» Problem requirements: Take each line of the data that contains the string "core" and copy it.
Start of Data supplied
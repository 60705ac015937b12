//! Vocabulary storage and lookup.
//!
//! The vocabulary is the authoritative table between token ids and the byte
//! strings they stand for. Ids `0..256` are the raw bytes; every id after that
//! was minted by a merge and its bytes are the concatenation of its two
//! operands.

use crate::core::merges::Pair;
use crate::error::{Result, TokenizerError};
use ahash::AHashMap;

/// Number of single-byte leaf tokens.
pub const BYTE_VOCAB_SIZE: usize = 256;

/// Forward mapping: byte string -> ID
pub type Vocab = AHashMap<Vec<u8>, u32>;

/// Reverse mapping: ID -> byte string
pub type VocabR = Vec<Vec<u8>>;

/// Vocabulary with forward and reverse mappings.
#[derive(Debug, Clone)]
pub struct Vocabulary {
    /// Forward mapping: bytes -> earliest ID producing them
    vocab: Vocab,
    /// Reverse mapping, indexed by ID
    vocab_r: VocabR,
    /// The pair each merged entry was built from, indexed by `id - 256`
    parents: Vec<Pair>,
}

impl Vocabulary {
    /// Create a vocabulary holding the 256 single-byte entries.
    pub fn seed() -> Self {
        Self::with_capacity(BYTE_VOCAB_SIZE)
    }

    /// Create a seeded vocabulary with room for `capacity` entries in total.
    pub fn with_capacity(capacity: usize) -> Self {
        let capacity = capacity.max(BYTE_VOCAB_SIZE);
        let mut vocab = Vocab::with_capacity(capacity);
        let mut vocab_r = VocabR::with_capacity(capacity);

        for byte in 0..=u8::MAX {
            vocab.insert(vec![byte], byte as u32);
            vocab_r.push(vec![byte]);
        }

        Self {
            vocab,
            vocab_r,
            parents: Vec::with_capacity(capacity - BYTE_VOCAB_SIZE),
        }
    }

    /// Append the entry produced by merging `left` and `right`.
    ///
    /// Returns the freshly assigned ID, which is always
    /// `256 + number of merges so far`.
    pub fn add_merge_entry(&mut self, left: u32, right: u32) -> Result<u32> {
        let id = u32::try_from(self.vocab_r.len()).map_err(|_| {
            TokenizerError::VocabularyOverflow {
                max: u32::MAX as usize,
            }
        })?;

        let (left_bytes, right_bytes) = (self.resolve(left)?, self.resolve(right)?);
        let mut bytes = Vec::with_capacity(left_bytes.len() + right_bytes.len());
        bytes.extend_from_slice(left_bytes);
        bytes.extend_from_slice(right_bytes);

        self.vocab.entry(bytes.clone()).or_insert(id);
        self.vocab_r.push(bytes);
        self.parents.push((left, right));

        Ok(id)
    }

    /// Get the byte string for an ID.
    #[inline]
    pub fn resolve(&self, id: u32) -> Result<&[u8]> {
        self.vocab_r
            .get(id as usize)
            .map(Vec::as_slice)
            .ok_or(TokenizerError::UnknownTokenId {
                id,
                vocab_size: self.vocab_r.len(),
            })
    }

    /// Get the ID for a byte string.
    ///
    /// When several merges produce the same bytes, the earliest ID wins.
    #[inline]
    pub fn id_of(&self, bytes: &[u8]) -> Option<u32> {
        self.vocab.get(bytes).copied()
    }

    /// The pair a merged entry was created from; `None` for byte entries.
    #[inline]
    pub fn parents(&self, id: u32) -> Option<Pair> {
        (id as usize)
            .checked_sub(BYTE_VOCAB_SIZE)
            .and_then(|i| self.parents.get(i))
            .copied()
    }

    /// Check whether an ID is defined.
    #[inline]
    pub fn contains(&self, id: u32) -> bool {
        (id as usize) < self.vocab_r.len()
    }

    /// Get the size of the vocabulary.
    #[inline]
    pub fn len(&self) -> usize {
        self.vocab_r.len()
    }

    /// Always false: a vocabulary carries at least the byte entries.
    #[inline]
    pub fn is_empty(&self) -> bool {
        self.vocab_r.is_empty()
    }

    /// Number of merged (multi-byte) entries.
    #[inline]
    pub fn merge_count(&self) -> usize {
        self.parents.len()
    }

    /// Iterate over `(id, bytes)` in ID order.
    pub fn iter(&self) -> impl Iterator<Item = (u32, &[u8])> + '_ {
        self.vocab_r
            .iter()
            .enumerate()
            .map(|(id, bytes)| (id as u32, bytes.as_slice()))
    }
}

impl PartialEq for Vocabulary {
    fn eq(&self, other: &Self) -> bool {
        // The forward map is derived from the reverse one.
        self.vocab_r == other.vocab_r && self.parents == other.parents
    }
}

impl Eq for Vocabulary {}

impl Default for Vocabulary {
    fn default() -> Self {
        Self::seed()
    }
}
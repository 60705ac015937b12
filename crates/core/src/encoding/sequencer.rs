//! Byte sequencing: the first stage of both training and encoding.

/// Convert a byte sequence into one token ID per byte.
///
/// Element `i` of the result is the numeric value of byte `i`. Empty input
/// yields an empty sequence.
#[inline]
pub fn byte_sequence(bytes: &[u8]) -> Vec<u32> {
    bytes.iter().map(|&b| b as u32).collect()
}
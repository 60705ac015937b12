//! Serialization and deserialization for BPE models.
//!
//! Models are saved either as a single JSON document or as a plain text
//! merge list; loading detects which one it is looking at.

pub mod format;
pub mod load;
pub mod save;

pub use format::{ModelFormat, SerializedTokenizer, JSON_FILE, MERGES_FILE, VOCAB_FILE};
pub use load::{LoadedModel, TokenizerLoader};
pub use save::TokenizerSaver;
End of Data supplied
» Result below:
use crate::core::merges::Pair;
filename crates/core/src/encoding/sequencer.rs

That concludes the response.